The Internet as a networked system has been rendered more complex than ever before as human endpoints are grafted into the system via increasingly pervasive and personalized networked devices. According to the United Nations, the Internet is a transnational enabler of a number of human rights, and as such, access to the Internet has been proclaimed to be a basic right unto itself. Unfortunately, even as networked devices have become ubiquitous, access to the Internet has not. In many cases, the reasons behind this digital divide involve contextual challenges such as limited infrastructure, limited economic viability, and rugged terrain. In this dissertation, we seek to ameliorate these challenges by designing data-driven, community-based network infrastructure.
In order to extend Internet connectivity to communities located in some of the most challenging contexts, we start by understanding how Internet connectivity is used when communities receive initial Internet access. We do this by partnering with two ISPs (Internet service providers) that brought initial Internet connectivity to two geographic regions in Indian Country. The data we have collected from these two ISPs totals to 115 TB generated over a combined three years of partnerships. Our ISP collaborators serve a total of 1,300 subscribers who represent residents of 14 different Native American reservations representing 18 different tribes. The service areas of these ISPs include predominantly rural communities located on mountainous and forested terrain. Key findings from our analysis of data generated by these ISPs include: the prevalence of social media and streaming content, the locality of interest with respect to social media content, and the similarity of Web browsing preferences between households and the aggregate communities to which they belong. Based on the results our analyses as well as findings in related work, we design four community-based network technologies that address the network challenges associated with rural and developing contexts.

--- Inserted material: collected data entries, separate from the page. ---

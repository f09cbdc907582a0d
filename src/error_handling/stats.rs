//! Extraction statistics tracking.
//!
//! This module provides warning counters for a single document analysis.

use std::collections::HashMap;
use std::sync::atomic::{AtomicUsize, Ordering};
use strum::IntoEnumIterator;

use super::types::WarningType;

/// Extraction warning tracker.
///
/// Tracks warnings using atomic counters so extractors can record through a
/// shared reference. All warning types are initialized to zero on creation.
#[derive(Debug)]
pub struct ExtractionStats {
    warnings: HashMap<WarningType, AtomicUsize>,
}

impl Default for ExtractionStats {
    fn default() -> Self {
        Self::new()
    }
}

impl ExtractionStats {
    pub fn new() -> Self {
        let mut warnings = HashMap::new();
        for warning in WarningType::iter() {
            warnings.insert(warning, AtomicUsize::new(0));
        }
        ExtractionStats { warnings }
    }

    /// Increment a warning counter.
    pub fn increment_warning(&self, warning: WarningType) {
        if let Some(counter) = self.warnings.get(&warning) {
            counter.fetch_add(1, Ordering::Relaxed);
        } else {
            log::error!(
                "Attempted to increment warning counter for {:?} which is not in the map. \
                 This indicates a bug in ExtractionStats initialization.",
                warning
            );
        }
    }

    /// Get the count for a warning type.
    ///
    /// Returns 0 if the warning type is not in the map (should never happen if properly initialized).
    pub fn get_warning_count(&self, warning: WarningType) -> usize {
        self.warnings
            .get(&warning)
            .map(|c| c.load(Ordering::SeqCst))
            .unwrap_or(0)
    }

    /// Get total warning count across all warning types.
    pub fn total_warnings(&self) -> usize {
        WarningType::iter().map(|w| self.get_warning_count(w)).sum()
    }

    /// Logs the non-zero warning counters, one line each.
    ///
    /// Logs nothing when the analysis raised no warnings.
    pub fn log_summary(&self) {
        let total_warnings = self.total_warnings();
        if total_warnings == 0 {
            return;
        }
        log::info!("Warning Counts ({} total):", total_warnings);
        for warning_type in WarningType::iter() {
            let count = self.get_warning_count(warning_type);
            if count > 0 {
                log::info!("   {}: {}", warning_type.as_str(), count);
            }
        }
    }
}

First, we introduce a social media content distribution system that operates over FM radio. In order to provide content over a 1.2 Kbps technology (the Radio Broadcast Data System), we create a graph-based metric, the cumulative clustering coe cient, to filter content based on its total audience size and the diversity of its audience scope. Next, we introduce FiDO, a community-based Web browsing agent and content delivery system that enables users from disconnected households to collect relevant content for themselves and members of their households opportunistically from content caches co-located with cellular base stations.
We then describe some of the challenges associated with content creation and data collection in rural and developing contexts and introduce Open Development Kit (ODK) Submit and VillageShare for rural schools. ODK Submit is a smartphone-based platform that seeks to ease the burden of navigating heterogeneous network conditions for application developers, data collectors, and data processors. VillageShare enables schools in poorly-connected, rural areas to create and share culturally relevant curricula and empowers students to work collaboratively on “local cloud-based” projects despite their lack of access to network connectivity at home.
We conclude with an overview of our key findings as well as a discussion of future research directions inspired by the work in this dissertation.